La fonction de la chevalerie dans Kaamelott est d’incarner cet idéal courtois de courage, de bonnes manières, de moralité au service des plus démunis, historiquement attesté au travers des romans qui nous sont parvenus, et qui tranche avec notre imaginaire d’un monde médiéval barbare et cruel. À l’opposé, notre époque contemporaine se conçoit comme civilisée, morale et généreuse, mais se montre en réalité barbare et cruelle ; les adolescents qu’Arthur a en face de lui sont des jeunes contemporains, individualistes, uniquement intéressés par leur réalité quotidienne et non animés par des idéaux lointains ou par la nécessité d’assister ceux qui souffrent. Le comique à l’œuvre dans Kaamelott joue sur cette ambiguïté ; on ne sait pas à quelle époque on se situe réellement. Le discours généreux et idéaliste d’Arthur pourrait trouver un écho contemporain, mais il donne l’effet de ne pas être « entendable », comme si nous n’avions plus les repères moraux pour le comprendre. Cette chevalerie qu’il tente désespérément de faire « revenir » dans notre présent est comme un espoir, un remède aux maux d’aujourd’hui.

L’imaginaire de la chevalerie est également l’occasion de faire rire par le jeu de l’anachronisme et du burlesque. Dans « Le chevalier mystère »12, les membres de la Table ronde s’étonnent qu’un certain Provençal le Gaulois – qui n’est autre que Perceval le Gallois, qui ne parvient pas à retenir correctement son propre nom – puisse jouir d’une excellente réputation de chevalier grâce à ses faits d’armes alors que ce n’est pas leur cas ; la déception, ou le soulagement, arrive lorsqu’ils se rendent compte que cette réputation ne repose sur aucune réalité. Une critique évidente de notre monde contemporain.

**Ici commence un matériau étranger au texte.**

//! Shared scopes
//!
//! A [`Shared`] descriptor names dependencies whose values should stay fixed
//! for a block: they are resolved (or taken from explicit values) once, and
//! published as current values for every type in the set with one
//! copy-on-write update. Closing the [`SharedScope`] restores the exact
//! previous mapping and releases the resources acquired for it.
//!
//! Scopes must be closed in the reverse order they were entered.

use crate::context::{Context, InjectOptions};
use crate::params::{Arguments, Requirements};
use crate::stack::CleanupStack;
use crate::types::{AnyValue, Injectable, TypeKey};
use crate::{DiError, Result};
use std::sync::Arc;
use std::sync::atomic::{AtomicBool, AtomicU64, Ordering};

#[cfg(feature = "logging")]
use tracing::{debug, warn};

/// Unique scope identifier.
///
/// Each scope descriptor gets a unique ID for tracking and debugging.
#[derive(Debug, Clone, Copy, PartialEq, Eq, Hash)]
pub struct ScopeId(u64);

impl ScopeId {
    /// Generate a new unique scope ID.
    #[inline]
    pub fn new() -> Self {
        static COUNTER: AtomicU64 = AtomicU64::new(1);
        Self(COUNTER.fetch_add(1, Ordering::Relaxed))
    }

    /// Get the raw ID value.
    #[inline]
    pub fn id(&self) -> u64 {
        self.0
    }
}

impl Default for ScopeId {
    fn default() -> Self {
        Self::new()
    }
}

impl std::fmt::Display for ScopeId {
    fn fmt(&self, f: &mut std::fmt::Formatter<'_>) -> std::fmt::Result {
        write!(f, "scope-{}", self.0)
    }
}

impl Context {
    /// Describe a set of values to share for a block
    pub fn shared(&self) -> Shared {
        Shared {
            ctx: self.handle(),
            id: ScopeId::new(),
            requirements: Requirements::new(),
            arguments: Arguments::new(),
            active: Arc::new(AtomicBool::new(false)),
        }
    }
}

/// Descriptor of values shared for the duration of a block.
///
/// A descriptor may be entered again once its previous scope is closed, but
/// never while that scope is still open.
///
/// # Examples
///
/// ```rust
/// use booster::{Context, Provider};
/// use std::sync::Arc;
/// use std::sync::atomic::{AtomicUsize, Ordering};
///
/// struct Connection(usize);
///
/// static OPENED: AtomicUsize = AtomicUsize::new(0);
///
/// let ctx = Context::new();
/// let _solved = ctx
///     .provide(Provider::function(|(): ()| Connection(OPENED.fetch_add(1, Ordering::SeqCst))))
///     .unwrap();
///
/// let scope = ctx.shared().dependency::<Connection>().enter().unwrap();
/// let a = ctx.resolve::<Connection>().unwrap();
/// let b = ctx.resolve::<Connection>().unwrap();
/// assert!(Arc::ptr_eq(&a, &b));
/// scope.close().unwrap();
///
/// assert_eq!(OPENED.load(Ordering::SeqCst), 1);
/// ```
pub struct Shared {
    ctx: Context,
    id: ScopeId,
    requirements: Requirements,
    arguments: Arguments,
    active: Arc<AtomicBool>,
}

impl Shared {
    fn next_name(&self) -> String {
        self.requirements.len().to_string()
    }

    /// Resolve `T` once and share it
    pub fn dependency<T: Injectable>(mut self) -> Self {
        let name = self.next_name();
        self.requirements = self.requirements.param::<T>(name);
        self
    }

    /// Share whichever of `candidates` resolves first
    pub fn union<I>(mut self, candidates: I) -> Self
    where
        I: IntoIterator<Item = TypeKey>,
    {
        let name = self.next_name();
        self.requirements = self.requirements.union(name, candidates);
        self
    }

    /// Share `value` as `T` without resolving it
    pub fn value<T: Injectable>(self, value: T) -> Self {
        self.arc(Arc::new(value))
    }

    pub fn arc<T: Injectable>(mut self, value: Arc<T>) -> Self {
        let name = self.next_name();
        self.requirements = self.requirements.param::<T>(name.clone());
        self.arguments.insert_arc(name, value);
        self
    }

    /// Share `value` as whichever of `candidates` its runtime type is
    pub fn union_value<I>(mut self, value: AnyValue, candidates: I) -> Self
    where
        I: IntoIterator<Item = TypeKey>,
    {
        let name = self.next_name();
        self.requirements = self.requirements.union(name.clone(), candidates);
        self.arguments.insert_any(name, value);
        self
    }

    #[inline]
    pub fn id(&self) -> ScopeId {
        self.id
    }

    /// Whether a scope entered from this descriptor is still open
    #[inline]
    pub fn is_active(&self) -> bool {
        self.active.load(Ordering::Acquire)
    }

    /// Resolve and publish the shared values without suspending
    pub fn enter(&self) -> Result<SharedScope> {
        let mut scope = self.open()?;
        let mut values = self.arguments.clone();
        match self.ctx.inject(
            &self.requirements,
            &mut values,
            &mut scope.stack,
            InjectOptions::keep(),
        ) {
            Ok(()) => Ok(self.entered(scope, values)),
            Err(e) => {
                if let Err(_cleanup) = scope.stack.close() {
                    #[cfg(feature = "logging")]
                    warn!(target: "booster", scope_id = self.id.id(), error = %_cleanup, "Cleanup failed after scope entry failed");
                }
                Err(e)
            }
        }
    }

    /// Resolve and publish the shared values, allowing async providers.
    ///
    /// If the returned future is dropped before it completes, resources
    /// acquired so far get only their sync finalizers; async finalizers are
    /// logged and skipped. The same holds for a [`SharedScope`] that is
    /// dropped instead of closed with [`aclose`](SharedScope::aclose).
    pub async fn enter_async(&self) -> Result<SharedScope> {
        let mut scope = self.open()?;
        let mut values = self.arguments.clone();
        let injected = self
            .ctx
            .inject_async(
                &self.requirements,
                &mut values,
                &mut scope.stack,
                InjectOptions::keep(),
            )
            .await;
        match injected {
            Ok(()) => Ok(self.entered(scope, values)),
            Err(e) => {
                if let Err(_cleanup) = scope.stack.aclose().await {
                    #[cfg(feature = "logging")]
                    warn!(target: "booster", scope_id = self.id.id(), error = %_cleanup, "Cleanup failed after scope entry failed");
                }
                Err(e)
            }
        }
    }

    /// Mark the descriptor active; the returned scope clears the mark when
    /// dropped, including when entry is abandoned halfway
    fn open(&self) -> Result<SharedScope> {
        if self.active.swap(true, Ordering::AcqRel) {
            return Err(DiError::ReentrantScope { scope: self.id });
        }
        Ok(SharedScope {
            id: self.id,
            active: Arc::clone(&self.active),
            stack: CleanupStack::new(),
            values: Arguments::new(),
        })
    }

    fn entered(&self, mut scope: SharedScope, values: Arguments) -> SharedScope {
        #[cfg(feature = "logging")]
        debug!(
            target: "booster",
            scope_id = self.id.id(),
            shared = values.len(),
            "Entered shared scope"
        );

        scope.values = values;
        scope
    }
}

impl std::fmt::Debug for Shared {
    fn fmt(&self, f: &mut std::fmt::Formatter<'_>) -> std::fmt::Result {
        f.debug_struct("Shared")
            .field("id", &self.id)
            .field("requirements", &self.requirements)
            .field("active", &self.is_active())
            .finish()
    }
}

/// An open shared scope. Close it with [`close`](SharedScope::close) or
/// [`aclose`](SharedScope::aclose); dropping it closes it without awaiting.
#[must_use = "the shared values are withdrawn as soon as the scope is dropped"]
pub struct SharedScope {
    id: ScopeId,
    active: Arc<AtomicBool>,
    stack: CleanupStack,
    values: Arguments,
}

impl SharedScope {
    #[inline]
    pub fn id(&self) -> ScopeId {
        self.id
    }

    /// The shared value of `T`
    pub fn get<T: Injectable>(&self) -> Option<Arc<T>> {
        self.values
            .iter()
            .find_map(|(_, value)| Arc::clone(value).downcast::<T>().ok())
    }

    /// The shared value at `index`, in declaration order
    pub fn get_any(&self, index: usize) -> Option<&AnyValue> {
        self.values.get_any(&index.to_string())
    }

    /// Withdraw the shared values and release their resources
    pub fn close(mut self) -> Result<()> {
        self.stack.close()
    }

    /// Like [`close`](SharedScope::close), awaiting async finalizers
    pub async fn aclose(mut self) -> Result<()> {
        self.stack.aclose().await
    }
}

impl Drop for SharedScope {
    fn drop(&mut self) {
        if !self.stack.is_empty() {
            if let Err(_e) = self.stack.close() {
                #[cfg(feature = "logging")]
                warn!(target: "booster", scope_id = self.id.id(), error = %_e, "Shared scope cleanup failed on drop");
            }
        }

        #[cfg(feature = "logging")]
        debug!(target: "booster", scope_id = self.id.id(), "Exited shared scope");

        self.active.store(false, Ordering::Release);
    }
}

impl std::fmt::Debug for SharedScope {
    fn fmt(&self, f: &mut std::fmt::Formatter<'_>) -> std::fmt::Result {
        f.debug_struct("SharedScope")
            .field("id", &self.id)
            .field("values", &self.values)
            .finish()
    }
}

La question de la crédibilité du statut est également abordée dans « L’adoubement »13 : Perceval assiste à cette cérémonie et explique à Arthur qu’il n’a jamais été adoubé ; celui-ci demande au père Blaise de vérifier dans ses registres ; les faits étant confirmés, le roi choisit d’y remédier « en catimini ». De même dans « Les volontaires ii »14, Perceval et Karadoc demandent à Merlin de les rendre crédibles militairement en leur donnant des pouvoirs magiques, et dans « Les classes de Bohort »15, Arthur charge son maître d’armes d’apprendre à celui-ci à guerroyer car il est d’une « pathétique couardise » – il est ce chevalier courtois, délicat et poète tout droit sorti des romans arthuriens, qui ne supporte pas l’insulte mais est incapable de se battre. Arthur est donc entouré de chevaliers dont ni le statut ni les compétences ne sont sûrs ; lui-même élu de Dieu puisqu’il détient Excalibur, « l’épée qui flamboie lorsqu’elle reconnaît l’exceptionnelle destinée de son porteur »16, doute de sa légitimité quand on s’aperçoit que Perceval peut, lui aussi, faire briller l’épée, et même de façon plus intense que lui. La chevalerie est alors une quête d’identité, la recherche d’un statut, d’une crédibilité, d’un idéal pour soi-même.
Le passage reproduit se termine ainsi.